News: Best papers will be invited to submit an extended version for a special issue of Computing in Science and Engineering.
This workshop is concerned with identifying and understanding the unique aspects of software development for Computational Science & Engineering (CSE) applications. Specifically, we are focused on:
- Scientific or engineering software applications, where the focus is on directly solving scientific or engineering problems. These applications range from large, parallel models/simulations of the physical world using high performance computing systems to smaller scale simulations developed by a single scientist or engineer on a desktop machine.
- Applications that support scientific endeavors. Such applications include, but are not limited to, systems for managing and/or manipulating large amounts of data and systems that provide infrastructure for scientific or engineering applications.
- CSE projects are often exploring unknown science, making it difficult to determine a concrete set of requirements a priori.
- For the same reason, a test oracle may not exist (for example, the physical data needed to validate a simulation may not exist). The lack of an oracle clearly poses challenges to the development of a testing strategy.
- A CSE project’s lifecycle is likely to differ from traditional models. For example, in one workflow (“lone researcher”), a single scientist develops software to test a hypothesis and then discards the software. As another example, some projects can last ten years or more and are in constant development throughout.
- CS&E applications often require more computing resources than are available on a typical workstation. Existing solutions for providing more computational resources (e.g., clusters, supercomputers, grids) can be difficult to use, resulting in additional software engineering challenges.
- Many CSE software developers are experts – often with a PhD in the underlying scientific or engineering domain – but have little formal training in SE tools and techniques. It’s not uncommon for a single scientist to take on the role of software developer and rely solely on the internet to acquire relevant software development knowledge.

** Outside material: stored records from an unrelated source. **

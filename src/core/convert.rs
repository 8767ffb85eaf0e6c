use crate::types::{LstError, LstReal, LstResult, Raster, TimeSeries};
use serde::{Deserialize, Serialize};

/// Affine scaling from stored digital numbers to physical units
#[derive(Debug, Clone, Copy, PartialEq, Serialize, Deserialize)]
#[serde(default)]
pub struct ConversionParams {
    /// Multiplicative scale factor (MOD11A1/MYD11A1: 0.02 K per DN)
    pub scale: f64,
    /// Additive offset applied after scaling (Kelvin → Celsius)
    pub offset: f64,
}

impl Default for ConversionParams {
    fn default() -> Self {
        Self {
            scale: 0.02,
            offset: -273.15,
        }
    }
}

impl ConversionParams {
    pub fn validate(&self) -> LstResult<()> {
        if !self.scale.is_finite() || !self.offset.is_finite() || self.scale == 0.0 {
            return Err(LstError::Config(format!(
                "Invalid unit conversion: scale={}, offset={}",
                self.scale, self.offset
            )));
        }
        Ok(())
    }
}

/// Converts scaled-Kelvin LST to degrees Celsius
pub struct UnitConverter {
    params: ConversionParams,
}

impl Default for UnitConverter {
    fn default() -> Self {
        Self::new()
    }
}

impl UnitConverter {
    /// Create a converter with the MODIS LST scaling
    pub fn new() -> Self {
        Self {
            params: ConversionParams::default(),
        }
    }

    /// Create a converter with custom scaling
    pub fn with_params(params: ConversionParams) -> Self {
        Self { params }
    }

    pub fn convert_value(&self, dn: LstReal) -> LstReal {
        dn * self.params.scale + self.params.offset
    }

    /// Converts valid cells; the mask is untouched
    pub fn convert(&self, raster: &Raster) -> Raster {
        raster.map_valid(|dn| self.convert_value(dn))
    }

    pub fn convert_series(&self, series: &TimeSeries) -> LstResult<TimeSeries> {
        log::debug!(
            "Converting {} {} observations (x * {} + {})",
            series.len(),
            series.band(),
            self.params.scale,
            self.params.offset
        );
        series.map_rasters(|raster| Ok(self.convert(raster)))
    }
}
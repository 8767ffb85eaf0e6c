//! Input seams: sensor archives and the region of interest

pub mod archive;
pub mod region;

pub use archive::{InMemoryArchive, ObservationArchive, RawObservation};
pub use region::RegionMask;
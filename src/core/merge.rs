use crate::types::{LstError, LstResult, TimeSeries};

/// Combines per-sensor series of one band into a single date-ordered series
pub struct TemporalMerger;

impl TemporalMerger {
    /// Union of both series ordered by date.
    ///
    /// Same-day entries are not deduplicated: a day observed by both sensors yields two
    /// entries, `first`'s before `second`'s, and both count in every later statistic.
    pub fn merge(first: &TimeSeries, second: &TimeSeries) -> LstResult<TimeSeries> {
        if first.band() != second.band() {
            return Err(LstError::BandMismatch {
                expected: first.band(),
                found: second.band(),
            });
        }
        first.grid().ensure_compatible(second.grid())?;

        let entries = first
            .iter()
            .chain(second.iter())
            .cloned()
            .collect::<Vec<_>>();

        let merged = TimeSeries::new(first.band(), first.grid().clone(), entries)?;
        log::info!(
            "🔗 Merged {} + {} {} observations into {}",
            first.len(),
            second.len(),
            first.band(),
            merged.len()
        );
        Ok(merged)
    }

    /// Merges any number of series, in the given precedence order
    pub fn merge_all(series: &[TimeSeries]) -> LstResult<TimeSeries> {
        let (head, tail) = series
            .split_first()
            .ok_or_else(|| LstError::Processing("Nothing to merge".to_string()))?;

        tail.iter().try_fold(head.clone(), |acc, next| Self::merge(&acc, next))
    }
}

Therefore, in order to identify and develop appropriate methods, tools and techniques for CSE software, members of the SE community must interact with members of the CSE community. There is an increasing amount of attention being given to this effort. Recent endeavors to bring the SE and CSE communities together include two special issues of IEEE Software (July/August 2008 and January/February 2009) a special issue of Computing in Science and Engineering (November/December 2009) and this current SECSE workshop series. The 2008 workshop, 2009 workshop, and 2010 workshop brought together computational scientists, software engineering researchers and software developers to explore issues such as:
- Those characteristics of CS&E which distinguish it from general business software development;
- The different contexts in which CS&E developments take place;
- The quality goals of CS&E;
- How the perceived chasm between the CS&E and software engineering communities might be bridged.
Similar to the format of the 2010 workshop, in addition to short presentations and discussions of the accepted position papers, significant time will be devoted to the continuation of discussions from previous workshops and to general open discussion. Topics that were discussed in previous workshops include:
- Unique characteristics of CSE software that affect software development choices.
- Appropriate context dimensions to describe CSE software.
- Major software quality goals of CSE software.
- Crossing the communication chasm between SE and CSE.
- Measuring the impact of SE on scientific productivity.
- How to effectively test CSE software.
- CSE Software development tool and method needs.